─── Dataset excerpts ───
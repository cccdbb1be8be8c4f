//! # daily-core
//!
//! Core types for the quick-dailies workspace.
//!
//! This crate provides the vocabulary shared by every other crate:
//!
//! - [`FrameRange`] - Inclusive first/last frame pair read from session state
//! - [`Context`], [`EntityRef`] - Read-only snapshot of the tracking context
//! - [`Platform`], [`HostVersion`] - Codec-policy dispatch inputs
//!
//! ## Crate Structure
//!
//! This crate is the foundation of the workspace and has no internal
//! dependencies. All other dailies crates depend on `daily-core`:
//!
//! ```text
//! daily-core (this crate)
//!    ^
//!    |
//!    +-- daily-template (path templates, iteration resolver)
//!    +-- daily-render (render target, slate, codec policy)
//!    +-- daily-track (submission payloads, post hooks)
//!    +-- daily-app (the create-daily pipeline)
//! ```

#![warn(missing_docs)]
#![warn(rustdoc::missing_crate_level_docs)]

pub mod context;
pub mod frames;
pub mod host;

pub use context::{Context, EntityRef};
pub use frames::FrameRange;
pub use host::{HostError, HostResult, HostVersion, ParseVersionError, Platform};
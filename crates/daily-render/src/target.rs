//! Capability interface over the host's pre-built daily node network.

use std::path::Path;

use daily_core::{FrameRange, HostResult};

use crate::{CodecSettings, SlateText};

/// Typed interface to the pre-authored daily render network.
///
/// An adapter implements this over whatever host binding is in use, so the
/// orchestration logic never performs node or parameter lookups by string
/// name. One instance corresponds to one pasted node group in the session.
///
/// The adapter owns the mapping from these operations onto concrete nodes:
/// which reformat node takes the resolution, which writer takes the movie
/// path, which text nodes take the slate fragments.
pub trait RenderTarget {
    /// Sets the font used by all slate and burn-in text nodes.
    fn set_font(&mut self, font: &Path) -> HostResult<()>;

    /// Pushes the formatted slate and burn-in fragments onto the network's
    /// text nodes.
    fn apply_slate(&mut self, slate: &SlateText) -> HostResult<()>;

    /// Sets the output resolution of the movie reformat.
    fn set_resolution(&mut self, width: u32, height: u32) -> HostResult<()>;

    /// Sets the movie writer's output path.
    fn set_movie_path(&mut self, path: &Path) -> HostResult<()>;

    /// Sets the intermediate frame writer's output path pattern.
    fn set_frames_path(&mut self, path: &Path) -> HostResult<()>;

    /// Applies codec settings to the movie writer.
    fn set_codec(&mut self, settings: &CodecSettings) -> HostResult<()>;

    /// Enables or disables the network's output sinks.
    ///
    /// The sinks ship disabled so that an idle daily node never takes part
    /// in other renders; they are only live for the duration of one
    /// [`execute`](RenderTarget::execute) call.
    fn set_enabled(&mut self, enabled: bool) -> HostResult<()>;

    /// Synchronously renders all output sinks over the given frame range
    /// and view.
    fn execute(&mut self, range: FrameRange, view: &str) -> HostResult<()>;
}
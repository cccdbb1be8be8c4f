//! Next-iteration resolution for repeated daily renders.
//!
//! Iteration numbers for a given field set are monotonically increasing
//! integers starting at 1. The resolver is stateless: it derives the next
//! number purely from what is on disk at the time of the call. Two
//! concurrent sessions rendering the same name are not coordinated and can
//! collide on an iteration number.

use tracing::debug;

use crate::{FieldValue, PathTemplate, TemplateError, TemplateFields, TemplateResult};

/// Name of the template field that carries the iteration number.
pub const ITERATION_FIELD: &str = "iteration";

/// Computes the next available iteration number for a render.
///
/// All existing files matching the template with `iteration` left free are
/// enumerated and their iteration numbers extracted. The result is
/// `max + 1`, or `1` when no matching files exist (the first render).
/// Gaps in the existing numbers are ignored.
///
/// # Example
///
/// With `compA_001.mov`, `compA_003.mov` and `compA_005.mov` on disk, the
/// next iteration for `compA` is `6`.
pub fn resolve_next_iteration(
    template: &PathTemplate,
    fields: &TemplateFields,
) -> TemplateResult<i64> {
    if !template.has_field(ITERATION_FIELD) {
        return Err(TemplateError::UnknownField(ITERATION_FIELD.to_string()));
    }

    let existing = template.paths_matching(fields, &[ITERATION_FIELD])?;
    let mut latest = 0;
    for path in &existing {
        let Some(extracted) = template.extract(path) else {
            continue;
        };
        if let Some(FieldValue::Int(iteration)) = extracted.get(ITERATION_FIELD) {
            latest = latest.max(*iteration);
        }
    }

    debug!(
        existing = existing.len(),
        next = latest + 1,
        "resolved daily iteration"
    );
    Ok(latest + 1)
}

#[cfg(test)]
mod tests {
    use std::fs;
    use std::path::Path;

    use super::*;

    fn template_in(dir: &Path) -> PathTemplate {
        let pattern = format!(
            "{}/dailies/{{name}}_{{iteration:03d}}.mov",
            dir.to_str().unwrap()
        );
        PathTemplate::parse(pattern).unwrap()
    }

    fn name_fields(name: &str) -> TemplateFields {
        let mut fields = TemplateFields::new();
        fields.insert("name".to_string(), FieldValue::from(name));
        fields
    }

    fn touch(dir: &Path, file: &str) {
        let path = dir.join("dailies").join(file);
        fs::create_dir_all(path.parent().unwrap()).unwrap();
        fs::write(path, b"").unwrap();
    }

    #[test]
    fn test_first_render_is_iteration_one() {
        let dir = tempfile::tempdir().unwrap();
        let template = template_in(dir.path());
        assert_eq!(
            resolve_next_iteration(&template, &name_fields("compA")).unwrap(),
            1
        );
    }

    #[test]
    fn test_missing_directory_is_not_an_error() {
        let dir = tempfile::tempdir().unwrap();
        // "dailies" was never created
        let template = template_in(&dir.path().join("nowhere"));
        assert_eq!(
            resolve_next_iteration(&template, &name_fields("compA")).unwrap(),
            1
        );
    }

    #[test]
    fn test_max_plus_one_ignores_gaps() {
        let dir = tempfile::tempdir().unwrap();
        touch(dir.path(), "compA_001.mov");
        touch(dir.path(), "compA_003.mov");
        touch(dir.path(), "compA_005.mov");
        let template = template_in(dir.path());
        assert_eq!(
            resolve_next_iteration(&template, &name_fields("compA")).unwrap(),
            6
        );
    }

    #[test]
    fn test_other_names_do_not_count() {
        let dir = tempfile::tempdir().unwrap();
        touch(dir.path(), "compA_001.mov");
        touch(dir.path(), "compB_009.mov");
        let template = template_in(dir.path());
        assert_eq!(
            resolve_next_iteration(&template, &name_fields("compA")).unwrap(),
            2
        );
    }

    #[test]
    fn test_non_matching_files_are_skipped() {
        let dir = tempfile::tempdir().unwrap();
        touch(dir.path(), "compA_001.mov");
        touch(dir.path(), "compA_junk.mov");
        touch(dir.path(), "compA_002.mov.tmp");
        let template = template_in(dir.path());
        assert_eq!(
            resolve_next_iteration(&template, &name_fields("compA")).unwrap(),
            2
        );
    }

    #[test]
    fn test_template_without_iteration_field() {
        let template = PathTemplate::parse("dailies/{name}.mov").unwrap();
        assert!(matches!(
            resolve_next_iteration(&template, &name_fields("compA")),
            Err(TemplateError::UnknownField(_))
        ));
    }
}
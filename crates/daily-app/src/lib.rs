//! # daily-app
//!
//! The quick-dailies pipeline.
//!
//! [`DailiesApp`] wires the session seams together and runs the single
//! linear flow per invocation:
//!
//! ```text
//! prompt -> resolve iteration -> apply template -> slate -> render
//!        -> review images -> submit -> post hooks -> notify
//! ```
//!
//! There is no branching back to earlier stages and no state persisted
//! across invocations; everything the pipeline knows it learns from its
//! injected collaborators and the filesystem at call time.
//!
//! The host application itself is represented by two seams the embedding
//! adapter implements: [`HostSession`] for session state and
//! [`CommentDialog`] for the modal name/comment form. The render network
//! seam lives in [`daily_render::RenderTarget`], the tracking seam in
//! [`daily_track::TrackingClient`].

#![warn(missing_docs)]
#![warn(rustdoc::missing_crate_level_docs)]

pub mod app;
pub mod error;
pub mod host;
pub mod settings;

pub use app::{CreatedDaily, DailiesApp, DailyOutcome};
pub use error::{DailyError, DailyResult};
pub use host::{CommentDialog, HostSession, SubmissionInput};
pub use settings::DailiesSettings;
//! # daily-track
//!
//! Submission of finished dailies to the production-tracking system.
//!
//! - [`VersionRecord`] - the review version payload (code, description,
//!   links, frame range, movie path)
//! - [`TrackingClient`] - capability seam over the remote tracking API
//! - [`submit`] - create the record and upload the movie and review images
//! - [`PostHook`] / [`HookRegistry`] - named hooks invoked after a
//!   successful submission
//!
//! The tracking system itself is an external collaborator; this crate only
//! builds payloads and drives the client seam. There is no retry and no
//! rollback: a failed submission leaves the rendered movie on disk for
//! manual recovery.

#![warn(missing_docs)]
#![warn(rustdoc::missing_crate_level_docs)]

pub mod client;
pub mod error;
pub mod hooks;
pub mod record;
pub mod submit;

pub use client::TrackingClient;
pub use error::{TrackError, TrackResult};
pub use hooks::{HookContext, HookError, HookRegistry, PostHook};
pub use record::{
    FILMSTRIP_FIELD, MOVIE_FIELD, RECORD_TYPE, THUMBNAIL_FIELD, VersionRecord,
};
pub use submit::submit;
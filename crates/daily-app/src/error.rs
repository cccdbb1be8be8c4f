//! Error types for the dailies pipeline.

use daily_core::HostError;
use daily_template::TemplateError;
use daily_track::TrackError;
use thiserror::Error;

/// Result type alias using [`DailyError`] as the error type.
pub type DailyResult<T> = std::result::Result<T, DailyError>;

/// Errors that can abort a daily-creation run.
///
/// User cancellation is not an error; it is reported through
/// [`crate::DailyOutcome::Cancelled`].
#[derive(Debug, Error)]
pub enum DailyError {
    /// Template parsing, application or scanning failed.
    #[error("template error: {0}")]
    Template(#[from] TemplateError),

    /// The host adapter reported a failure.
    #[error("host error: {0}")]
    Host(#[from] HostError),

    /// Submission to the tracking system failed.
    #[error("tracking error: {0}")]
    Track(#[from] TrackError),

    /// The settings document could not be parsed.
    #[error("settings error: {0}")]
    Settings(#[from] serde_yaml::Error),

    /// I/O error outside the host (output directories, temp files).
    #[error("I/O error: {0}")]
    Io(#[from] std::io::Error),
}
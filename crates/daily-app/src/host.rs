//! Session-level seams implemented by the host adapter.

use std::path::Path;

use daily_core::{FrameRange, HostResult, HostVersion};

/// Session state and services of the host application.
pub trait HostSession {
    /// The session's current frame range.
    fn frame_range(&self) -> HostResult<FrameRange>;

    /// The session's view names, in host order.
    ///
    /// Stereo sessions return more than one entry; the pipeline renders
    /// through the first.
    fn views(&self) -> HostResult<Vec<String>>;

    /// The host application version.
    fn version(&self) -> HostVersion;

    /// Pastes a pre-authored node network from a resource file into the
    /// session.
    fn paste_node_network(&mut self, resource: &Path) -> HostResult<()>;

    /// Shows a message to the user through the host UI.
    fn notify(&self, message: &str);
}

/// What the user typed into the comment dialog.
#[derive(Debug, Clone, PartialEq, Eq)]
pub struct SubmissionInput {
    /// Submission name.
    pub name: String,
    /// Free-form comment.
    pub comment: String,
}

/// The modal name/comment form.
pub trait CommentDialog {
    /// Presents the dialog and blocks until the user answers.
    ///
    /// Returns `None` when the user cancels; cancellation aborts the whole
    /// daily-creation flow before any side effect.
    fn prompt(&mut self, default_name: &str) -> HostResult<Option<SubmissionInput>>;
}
───
■ **Problem to work on**:
Leave out every line above except those from the line with "in the session." up to and including the line with "are monotonically increasing", and copy those exactly.

■ **Finished task**:
/// name. One instance corresponds to one pasted node group in the session.
///
/// The adapter owns the mapping from these operations onto concrete nodes:
/// which reformat node takes the resolution, which writer takes the movie
/// path, which text nodes take the slate fragments.
pub trait RenderTarget {
    /// Sets the font used by all slate and burn-in text nodes.
    fn set_font(&mut self, font: &Path) -> HostResult<()>;

    /// Pushes the formatted slate and burn-in fragments onto the network's
    /// text nodes.
    fn apply_slate(&mut self, slate: &SlateText) -> HostResult<()>;

    /// Sets the output resolution of the movie reformat.
    fn set_resolution(&mut self, width: u32, height: u32) -> HostResult<()>;

    /// Sets the movie writer's output path.
    fn set_movie_path(&mut self, path: &Path) -> HostResult<()>;

    /// Sets the intermediate frame writer's output path pattern.
    fn set_frames_path(&mut self, path: &Path) -> HostResult<()>;

    /// Applies codec settings to the movie writer.
    fn set_codec(&mut self, settings: &CodecSettings) -> HostResult<()>;

    /// Enables or disables the network's output sinks.
    ///
    /// The sinks ship disabled so that an idle daily node never takes part
    /// in other renders; they are only live for the duration of one
    /// [`execute`](RenderTarget::execute) call.
    fn set_enabled(&mut self, enabled: bool) -> HostResult<()>;

    /// Synchronously renders all output sinks over the given frame range
    /// and view.
    fn execute(&mut self, range: FrameRange, view: &str) -> HostResult<()>;
}
repository cccdbb1be8be8c4f
//! Next-iteration resolution for repeated daily renders.
//!
//! Iteration numbers for a given field set are monotonically increasing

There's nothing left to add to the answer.